*WORK INSTRUCTIONS*: From the entries below, copy each line in which the word "KeyEvent" occurs.

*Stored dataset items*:
====================

//! Dropdown menu root and its items.
//!
//! Activating any enabled item closes the menu, including checkbox and radio
//! items. There is no mode that keeps the menu open after a selection.

use std::rc::Rc;
use std::time::Instant;

use ratatui::crossterm::event::KeyEvent;
use ratatui::layout::{Rect, Size};

use super::context::{OverlayContext, OverlayKind, Scope};
use super::floating::{FloatingOptions, FloatingPosition};
use super::popover::{DismissPolicy, Popover};
use crate::listbox::ListKey;
use crate::typeahead::{TypeaheadBuffer, find_next};

/// A plain action item.
pub struct MenuItem {
	pub label: String,
	pub disabled: bool,
	on_select: Option<Rc<dyn Fn()>>,
}

impl MenuItem {
	pub fn new(label: impl Into<String>) -> Self {
		Self {
			label: label.into(),
			disabled: false,
			on_select: None,
		}
	}

	#[must_use]
	pub fn disabled(mut self, disabled: bool) -> Self {
		self.disabled = disabled;
		self
	}

	#[must_use]
	pub fn on_select(mut self, handler: impl Fn() + 'static) -> Self {
		self.on_select = Some(Rc::new(handler));
		self
	}
}

/// An item with its own on/off state.
pub struct CheckboxItem {
	pub label: String,
	pub checked: bool,
	pub disabled: bool,
	on_checked_change: Option<Rc<dyn Fn(bool)>>,
}

impl CheckboxItem {
	pub fn new(label: impl Into<String>, checked: bool) -> Self {
		Self {
			label: label.into(),
			checked,
			disabled: false,
			on_checked_change: None,
		}
	}

	#[must_use]
	pub fn disabled(mut self, disabled: bool) -> Self {
		self.disabled = disabled;
		self
	}

	#[must_use]
	pub fn on_checked_change(mut self, handler: impl Fn(bool) + 'static) -> Self {
		self.on_checked_change = Some(Rc::new(handler));
		self
	}
}

/// A set of mutually exclusive radio items.
pub struct RadioGroup {
	pub name: String,
	pub value: Option<String>,
	on_value_change: Option<Rc<dyn Fn(&str)>>,
}

impl RadioGroup {
	pub fn new(name: impl Into<String>) -> Self {
		Self {
			name: name.into(),
			value: None,
			on_value_change: None,
		}
	}

	#[must_use]
	pub fn with_value(mut self, value: impl Into<String>) -> Self {
		self.value = Some(value.into());
		self
	}

	#[must_use]
	pub fn on_value_change(mut self, handler: impl Fn(&str) + 'static) -> Self {
		self.on_value_change = Some(Rc::new(handler));
		self
	}
}

/// One choice inside a [`RadioGroup`].
#[derive(Debug, Clone, PartialEq, Eq)]
pub struct RadioItem {
	pub value: String,
	pub label: String,
	pub disabled: bool,
}

impl RadioItem {
	pub fn new(value: impl Into<String>, label: impl Into<String>) -> Self {
		Self {
			value: value.into(),
			label: label.into(),
			disabled: false,
		}
	}

	#[must_use]
	pub fn disabled(mut self, disabled: bool) -> Self {
		self.disabled = disabled;
		self
	}
}

enum MenuEntry {
	Item(MenuItem),
	Checkbox(CheckboxItem),
	Radio { group: usize, item: RadioItem },
	Label(String),
	Separator,
}

impl MenuEntry {
	fn label(&self) -> &str {
		match self {
			Self::Item(item) => &item.label,
			Self::Checkbox(item) => &item.label,
			Self::Radio { item, .. } => &item.label,
			Self::Label(text) => text,
			Self::Separator => "",
		}
	}

	/// Whether the entry can be highlighted and activated.
	fn is_interactive(&self) -> bool {
		match self {
			Self::Item(item) => !item.disabled,
			Self::Checkbox(item) => !item.disabled,
			Self::Radio { item, .. } => !item.disabled,
			Self::Label(_) | Self::Separator => false,
		}
	}
}

/// Render-ready description of a menu entry.
#[derive(Debug, Clone, PartialEq, Eq)]
pub enum MenuEntryView<'a> {
	Item {
		label: &'a str,
		disabled: bool,
		highlighted: bool,
	},
	Checkbox {
		label: &'a str,
		checked: bool,
		disabled: bool,
		highlighted: bool,
	},
	Radio {
		label: &'a str,
		checked: bool,
		disabled: bool,
		highlighted: bool,
	},
	Label(&'a str),
	Separator,
}

/// What activating an entry did.
#[derive(Debug, Clone, PartialEq, Eq)]
pub enum MenuActivation {
	/// Disabled, non-interactive or out-of-range entry; nothing happened.
	Ignored,
	Selected,
	Toggled { checked: bool },
	Chosen { group: String, value: String },
}

/// A non-modal menu anchored to a trigger.
pub struct DropdownMenu {
	popover: Popover,
	entries: Vec<MenuEntry>,
	groups: Vec<RadioGroup>,
	highlighted: Option<usize>,
	typeahead: TypeaheadBuffer,
	/// Open session the highlight and typeahead belong to.
	session: u64,
}

impl Default for DropdownMenu {
	fn default() -> Self {
		Self::new()
	}
}

impl DropdownMenu {
	pub fn new() -> Self {
		Self {
			popover: Popover::with_kind(OverlayKind::Menu),
			entries: Vec::new(),
			groups: Vec::new(),
			highlighted: None,
			typeahead: TypeaheadBuffer::default(),
			session: 0,
		}
	}

	#[must_use]
	pub fn with_floating(mut self, options: FloatingOptions) -> Self {
		self.popover = self.popover.with_floating(options);
		self
	}

	#[must_use]
	pub fn with_dismiss_policy(mut self, policy: DismissPolicy) -> Self {
		self.popover = self.popover.with_dismiss_policy(policy);
		self
	}

	#[must_use]
	pub fn on_open_change(mut self, handler: impl Fn(bool) + 'static) -> Self {
		self.popover = self.popover.on_open_change(handler);
		self
	}

	#[must_use]
	pub fn item(mut self, item: MenuItem) -> Self {
		self.entries.push(MenuEntry::Item(item));
		self
	}

	#[must_use]
	pub fn checkbox(mut self, item: CheckboxItem) -> Self {
		self.entries.push(MenuEntry::Checkbox(item));
		self
	}

	#[must_use]
	pub fn radio_group(mut self, group: RadioGroup, items: impl IntoIterator<Item = RadioItem>) -> Self {
		let index = self.groups.len();
		self.groups.push(group);
		self.entries.extend(
			items
				.into_iter()
				.map(|item| MenuEntry::Radio { group: index, item }),
		);
		self
	}

	#[must_use]
	pub fn label(mut self, text: impl Into<String>) -> Self {
		self.entries.push(MenuEntry::Label(text.into()));
		self
	}

	#[must_use]
	pub fn separator(mut self) -> Self {
		self.entries.push(MenuEntry::Separator);
		self
	}

	pub fn context(&self) -> &OverlayContext {
		self.popover.context()
	}

	pub fn scope(&self, parent: &Scope) -> Scope {
		self.popover.scope(parent)
	}

	pub fn is_open(&self) -> bool {
		self.popover.is_open()
	}

	pub fn highlighted(&self) -> Option<usize> {
		self.highlighted
			.filter(|_| self.is_open() && self.session == self.context().session())
	}

	/// Current value of the radio group called `name`.
	pub fn radio_value(&self, name: &str) -> Option<&str> {
		self.groups
			.iter()
			.find(|group| group.name == name)
			.and_then(|group| group.value.as_deref())
	}

	/// Checked state of the checkbox at `index`.
	pub fn is_checked(&self, index: usize) -> Option<bool> {
		match self.entries.get(index)? {
			MenuEntry::Checkbox(item) => Some(item.checked),
			MenuEntry::Radio { group, item } => {
				Some(self.groups[*group].value.as_deref() == Some(item.value.as_str()))
			}
			_ => None,
		}
	}

	pub fn entries(&self) -> Vec<MenuEntryView<'_>> {
		self.entries
			.iter()
			.enumerate()
			.map(|(index, entry)| {
				let highlighted = self.highlighted() == Some(index);
				match entry {
					MenuEntry::Item(item) => MenuEntryView::Item {
						label: &item.label,
						disabled: item.disabled,
						highlighted,
					},
					MenuEntry::Checkbox(item) => MenuEntryView::Checkbox {
						label: &item.label,
						checked: item.checked,
						disabled: item.disabled,
						highlighted,
					},
					MenuEntry::Radio { group, item } => MenuEntryView::Radio {
						label: &item.label,
						checked: self.groups[*group].value.as_deref() == Some(item.value.as_str()),
						disabled: item.disabled,
						highlighted,
					},
					MenuEntry::Label(text) => MenuEntryView::Label(text),
					MenuEntry::Separator => MenuEntryView::Separator,
				}
			})
			.collect()
	}

	pub fn open(&mut self) -> bool {
		let opened = self.popover.open();
		self.sync_session();
		opened
	}

	pub fn close(&mut self) -> bool {
		self.typeahead.clear();
		self.popover.close()
	}

	pub fn toggle(&mut self) -> bool {
		if self.is_open() {
			self.close();
			false
		} else {
			self.open()
		}
	}

	pub fn pointer_down_outside(&mut self) -> bool {
		self.popover.pointer_down_outside()
	}

	pub fn layout(&mut self, trigger: Rect, content: Size, viewport: Rect) -> Option<FloatingPosition> {
		self.popover.layout(trigger, content, viewport)
	}

	/// Feed a key event to the menu. Returns the activation outcome when the
	/// key activated an entry.
	pub fn handle_key(&mut self, key: &KeyEvent, now: Instant) -> Option<MenuActivation> {
		self.sync_session();
		let typing = !self.typeahead.query(now).is_empty();
		let list_key = ListKey::from_event(key, typing);

		if !self.is_open() {
			match list_key {
				ListKey::Down | ListKey::Enter | ListKey::Space => {
					self.open();
					self.highlighted = self.step(None, true);
				}
				ListKey::Up => {
					self.open();
					self.highlighted = self.step(None, false);
				}
				_ => {}
			}
			return None;
		}

		match list_key {
			ListKey::Down => self.highlighted = self.step(self.highlighted, true),
			ListKey::Up => self.highlighted = self.step(self.highlighted, false),
			ListKey::Home => self.highlighted = self.step(None, true),
			ListKey::End => self.highlighted = self.step(None, false),
			ListKey::Enter | ListKey::Space => {
				return self.highlighted.map(|index| self.activate(index));
			}
			ListKey::Escape => {
				self.popover.handle_key(key);
			}
			ListKey::Tab => {
				self.close();
			}
			ListKey::Char(ch) => {
				let query = self.typeahead.push_char(ch, now).to_string();
				if let Some(index) = self.find_interactive(&query) {
					self.highlighted = Some(index);
				}
			}
			ListKey::Other => {}
		}
		None
	}

	/// Activate the entry at `index`, as a click does.
	///
	/// Enabled entries run their handler and close the menu; checkbox and radio
	/// entries update their state first. A closed menu ignores activation.
	pub fn activate(&mut self, index: usize) -> MenuActivation {
		if !self.is_open() {
			return MenuActivation::Ignored;
		}
		let Some(entry) = self.entries.get_mut(index) else {
			return MenuActivation::Ignored;
		};
		if !entry.is_interactive() {
			return MenuActivation::Ignored;
		}

		match entry {
			MenuEntry::Item(item) => {
				let handler = item.on_select.clone();
				self.close();
				if let Some(handler) = handler {
					handler();
				}
				MenuActivation::Selected
			}
			MenuEntry::Checkbox(item) => {
				item.checked = !item.checked;
				let checked = item.checked;
				let handler = item.on_checked_change.clone();
				self.close();
				if let Some(handler) = handler {
					handler(checked);
				}
				MenuActivation::Toggled { checked }
			}
			MenuEntry::Radio { group, item } => {
				let value = item.value.clone();
				let group = &mut self.groups[*group];
				group.value = Some(value.clone());
				let name = group.name.clone();
				let handler = group.on_value_change.clone();
				self.close();
				if let Some(handler) = handler {
					handler(&value);
				}
				MenuActivation::Chosen { group: name, value }
			}
			MenuEntry::Label(_) | MenuEntry::Separator => MenuActivation::Ignored,
		}
	}

	/// Drop the highlight and typeahead left over from an earlier open
	/// session, however the menu was reopened.
	fn sync_session(&mut self) {
		let session = self.context().session();
		if self.session != session {
			self.session = session;
			self.highlighted = None;
			self.typeahead.clear();
		}
	}

	/// Next interactive entry after `from` in the given direction, wrapping.
	/// With `from == None` this is the first (or last) interactive entry.
	fn step(&self, from: Option<usize>, forward: bool) -> Option<usize> {
		let len = self.entries.len();
		if len == 0 {
			return None;
		}
		let start = match (from, forward) {
			(Some(index), true) => index + 1,
			(Some(index), false) => index + len - 1,
			(None, true) => 0,
			(None, false) => len - 1,
		};
		(0..len)
			.map(|offset| {
				if forward {
					(start + offset) % len
				} else {
					(start + len - offset) % len
				}
			})
			.find(|&index| self.entries[index].is_interactive())
	}

	fn find_interactive(&self, query: &str) -> Option<usize> {
		let candidates: Vec<usize> = (0..self.entries.len())
			.filter(|&index| self.entries[index].is_interactive())
			.collect();
		let labels: Vec<&str> = candidates
			.iter()
			.map(|&index| self.entries[index].label())
			.collect();
		let start = self
			.highlighted
			.and_then(|current| candidates.iter().position(|&index| index == current));
		find_next(&labels, query, start).map(|position| candidates[position])
	}
}
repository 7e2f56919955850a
mod definitions;
mod options;
mod styles;

use clap::Parser;
pub(crate) use definitions::CliArgs;
pub(crate) use options::OutputFormat;

/// Parse command line arguments into the strongly typed [`CliArgs`] structure.
pub(crate) fn parse_cli() -> CliArgs {
	CliArgs::parse()
}

#[cfg(test)]
mod tests;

====================

*REPLY*:
use ratatui::crossterm::event::KeyEvent;
	pub fn handle_key(&mut self, key: &KeyEvent, now: Instant) -> Option<MenuActivation> {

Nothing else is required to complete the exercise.